• Supplied data:
§ §

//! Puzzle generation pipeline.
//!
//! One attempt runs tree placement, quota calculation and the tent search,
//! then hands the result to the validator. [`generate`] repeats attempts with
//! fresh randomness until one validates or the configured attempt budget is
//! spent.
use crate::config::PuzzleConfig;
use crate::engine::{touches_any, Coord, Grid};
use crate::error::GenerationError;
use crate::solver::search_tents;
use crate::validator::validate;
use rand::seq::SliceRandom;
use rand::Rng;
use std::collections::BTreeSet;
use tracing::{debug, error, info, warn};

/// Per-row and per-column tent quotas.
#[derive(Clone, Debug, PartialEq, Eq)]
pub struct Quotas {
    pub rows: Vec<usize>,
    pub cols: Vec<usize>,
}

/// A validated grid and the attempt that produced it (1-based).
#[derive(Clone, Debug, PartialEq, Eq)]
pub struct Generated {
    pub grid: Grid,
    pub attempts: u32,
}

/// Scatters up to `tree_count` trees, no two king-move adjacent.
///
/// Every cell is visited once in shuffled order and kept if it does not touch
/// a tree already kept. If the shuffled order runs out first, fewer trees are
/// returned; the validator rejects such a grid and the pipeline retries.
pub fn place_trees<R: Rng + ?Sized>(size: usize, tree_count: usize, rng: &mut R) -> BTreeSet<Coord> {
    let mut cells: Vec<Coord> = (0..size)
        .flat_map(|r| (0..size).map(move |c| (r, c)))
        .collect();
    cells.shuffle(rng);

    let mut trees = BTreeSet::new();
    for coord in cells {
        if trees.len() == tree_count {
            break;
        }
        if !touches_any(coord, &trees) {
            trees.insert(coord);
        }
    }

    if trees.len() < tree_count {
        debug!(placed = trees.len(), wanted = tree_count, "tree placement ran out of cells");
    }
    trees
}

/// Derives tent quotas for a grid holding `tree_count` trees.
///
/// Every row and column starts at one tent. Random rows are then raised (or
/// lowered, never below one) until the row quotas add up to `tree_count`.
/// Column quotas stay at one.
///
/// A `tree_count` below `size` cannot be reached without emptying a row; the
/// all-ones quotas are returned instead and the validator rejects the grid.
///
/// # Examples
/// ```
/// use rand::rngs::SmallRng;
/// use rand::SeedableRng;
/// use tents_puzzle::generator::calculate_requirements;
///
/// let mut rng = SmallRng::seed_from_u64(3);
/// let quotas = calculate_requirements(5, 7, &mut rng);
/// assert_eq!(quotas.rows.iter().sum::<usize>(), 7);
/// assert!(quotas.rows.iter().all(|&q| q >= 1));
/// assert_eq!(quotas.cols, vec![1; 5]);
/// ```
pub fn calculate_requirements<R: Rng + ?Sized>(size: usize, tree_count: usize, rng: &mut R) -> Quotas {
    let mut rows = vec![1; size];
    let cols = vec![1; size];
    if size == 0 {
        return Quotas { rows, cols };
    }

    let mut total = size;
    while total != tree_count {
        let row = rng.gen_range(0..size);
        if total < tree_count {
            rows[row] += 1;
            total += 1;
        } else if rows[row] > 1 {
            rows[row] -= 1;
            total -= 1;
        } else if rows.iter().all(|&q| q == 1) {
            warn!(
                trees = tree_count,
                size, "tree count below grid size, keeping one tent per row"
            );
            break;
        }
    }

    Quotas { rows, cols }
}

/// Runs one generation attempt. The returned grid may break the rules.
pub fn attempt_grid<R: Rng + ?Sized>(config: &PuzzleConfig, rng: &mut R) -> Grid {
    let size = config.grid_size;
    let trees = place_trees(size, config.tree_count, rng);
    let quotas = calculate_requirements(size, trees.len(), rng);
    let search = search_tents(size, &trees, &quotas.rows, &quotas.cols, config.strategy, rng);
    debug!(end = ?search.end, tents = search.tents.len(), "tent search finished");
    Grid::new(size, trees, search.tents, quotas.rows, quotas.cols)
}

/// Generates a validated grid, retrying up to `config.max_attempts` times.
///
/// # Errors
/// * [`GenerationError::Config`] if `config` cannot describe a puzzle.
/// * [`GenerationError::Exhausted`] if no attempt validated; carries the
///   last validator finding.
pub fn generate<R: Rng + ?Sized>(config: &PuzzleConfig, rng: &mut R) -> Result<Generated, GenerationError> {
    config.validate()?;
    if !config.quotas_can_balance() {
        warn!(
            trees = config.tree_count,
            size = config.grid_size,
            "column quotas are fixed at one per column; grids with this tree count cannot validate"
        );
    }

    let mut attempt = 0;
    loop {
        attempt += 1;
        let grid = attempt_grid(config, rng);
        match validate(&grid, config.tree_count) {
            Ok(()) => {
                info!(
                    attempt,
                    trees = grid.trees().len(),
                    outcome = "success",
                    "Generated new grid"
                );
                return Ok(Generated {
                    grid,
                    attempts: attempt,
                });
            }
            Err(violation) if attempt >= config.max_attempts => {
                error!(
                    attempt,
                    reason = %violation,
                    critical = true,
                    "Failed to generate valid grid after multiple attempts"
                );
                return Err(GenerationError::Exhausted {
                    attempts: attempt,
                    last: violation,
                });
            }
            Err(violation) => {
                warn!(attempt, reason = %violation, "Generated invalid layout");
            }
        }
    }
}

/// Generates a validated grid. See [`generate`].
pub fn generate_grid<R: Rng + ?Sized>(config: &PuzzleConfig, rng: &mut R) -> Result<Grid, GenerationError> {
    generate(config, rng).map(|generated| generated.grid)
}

§ §

• Action item:
Output each entry exactly. Leave none out.

• Answer section:
//! Puzzle generation pipeline.
//!
//! One attempt runs tree placement, quota calculation and the tent search,
//! then hands the result to the validator. [`generate`] repeats attempts with
//! fresh randomness until one validates or the configured attempt budget is
//! spent.
use crate::config::PuzzleConfig;
use crate::engine::{touches_any, Coord, Grid};
use crate::error::GenerationError;
use crate::solver::search_tents;
use crate::validator::validate;
use rand::seq::SliceRandom;
use rand::Rng;
use std::collections::BTreeSet;
use tracing::{debug, error, info, warn};

/// Per-row and per-column tent quotas.
#[derive(Clone, Debug, PartialEq, Eq)]
pub struct Quotas {
    pub rows: Vec<usize>,
    pub cols: Vec<usize>,
}

/// A validated grid and the attempt that produced it (1-based).
#[derive(Clone, Debug, PartialEq, Eq)]
pub struct Generated {
    pub grid: Grid,
    pub attempts: u32,
}

/// Scatters up to `tree_count` trees, no two king-move adjacent.
///
/// Every cell is visited once in shuffled order and kept if it does not touch
/// a tree already kept. If the shuffled order runs out first, fewer trees are
/// returned; the validator rejects such a grid and the pipeline retries.
pub fn place_trees<R: Rng + ?Sized>(size: usize, tree_count: usize, rng: &mut R) -> BTreeSet<Coord> {
    let mut cells: Vec<Coord> = (0..size)
        .flat_map(|r| (0..size).map(move |c| (r, c)))
        .collect();
    cells.shuffle(rng);

    let mut trees = BTreeSet::new();
    for coord in cells {
        if trees.len() == tree_count {
            break;
        }
        if !touches_any(coord, &trees) {
            trees.insert(coord);
        }
    }

    if trees.len() < tree_count {
        debug!(placed = trees.len(), wanted = tree_count, "tree placement ran out of cells");
    }
    trees
}

/// Derives tent quotas for a grid holding `tree_count` trees.
///
/// Every row and column starts at one tent. Random rows are then raised (or
/// lowered, never below one) until the row quotas add up to `tree_count`.
/// Column quotas stay at one.
///
/// A `tree_count` below `size` cannot be reached without emptying a row; the
/// all-ones quotas are returned instead and the validator rejects the grid.
///
/// # Examples
/// ```
/// use rand::rngs::SmallRng;
/// use rand::SeedableRng;
/// use tents_puzzle::generator::calculate_requirements;
///
/// let mut rng = SmallRng::seed_from_u64(3);
/// let quotas = calculate_requirements(5, 7, &mut rng);
/// assert_eq!(quotas.rows.iter().sum::<usize>(), 7);
/// assert!(quotas.rows.iter().all(|&q| q >= 1));
/// assert_eq!(quotas.cols, vec![1; 5]);
/// ```
pub fn calculate_requirements<R: Rng + ?Sized>(size: usize, tree_count: usize, rng: &mut R) -> Quotas {
    let mut rows = vec![1; size];
    let cols = vec![1; size];
    if size == 0 {
        return Quotas { rows, cols };
    }

    let mut total = size;
    while total != tree_count {
        let row = rng.gen_range(0..size);
        if total < tree_count {
            rows[row] += 1;
            total += 1;
        } else if rows[row] > 1 {
            rows[row] -= 1;
            total -= 1;
        } else if rows.iter().all(|&q| q == 1) {
            warn!(
                trees = tree_count,
                size, "tree count below grid size, keeping one tent per row"
            );
            break;
        }
    }

    Quotas { rows, cols }
}

/// Runs one generation attempt. The returned grid may break the rules.
pub fn attempt_grid<R: Rng + ?Sized>(config: &PuzzleConfig, rng: &mut R) -> Grid {
    let size = config.grid_size;
    let trees = place_trees(size, config.tree_count, rng);
    let quotas = calculate_requirements(size, trees.len(), rng);
    let search = search_tents(size, &trees, &quotas.rows, &quotas.cols, config.strategy, rng);
    debug!(end = ?search.end, tents = search.tents.len(), "tent search finished");
    Grid::new(size, trees, search.tents, quotas.rows, quotas.cols)
}

/// Generates a validated grid, retrying up to `config.max_attempts` times.
///
/// # Errors
/// * [`GenerationError::Config`] if `config` cannot describe a puzzle.
/// * [`GenerationError::Exhausted`] if no attempt validated; carries the
///   last validator finding.
pub fn generate<R: Rng + ?Sized>(config: &PuzzleConfig, rng: &mut R) -> Result<Generated, GenerationError> {
    config.validate()?;
    if !config.quotas_can_balance() {
        warn!(
            trees = config.tree_count,
            size = config.grid_size,
            "column quotas are fixed at one per column; grids with this tree count cannot validate"
        );
    }

    let mut attempt = 0;
    loop {
        attempt += 1;
        let grid = attempt_grid(config, rng);
        match validate(&grid, config.tree_count) {
            Ok(()) => {
                info!(
                    attempt,
                    trees = grid.trees().len(),
                    outcome = "success",
                    "Generated new grid"
                );
                return Ok(Generated {
                    grid,
                    attempts: attempt,
                });
            }
            Err(violation) if attempt >= config.max_attempts => {
                error!(
                    attempt,
                    reason = %violation,
                    critical = true,
                    "Failed to generate valid grid after multiple attempts"
                );
                return Err(GenerationError::Exhausted {
                    attempts: attempt,
                    last: violation,
                });
            }
            Err(violation) => {
                warn!(attempt, reason = %violation, "Generated invalid layout");
            }
        }
    }
}

/// Generates a validated grid. See [`generate`].
pub fn generate_grid<R: Rng + ?Sized>(config: &PuzzleConfig, rng: &mut R) -> Result<Grid, GenerationError> {
    generate(config, rng).map(|generated| generated.grid)
}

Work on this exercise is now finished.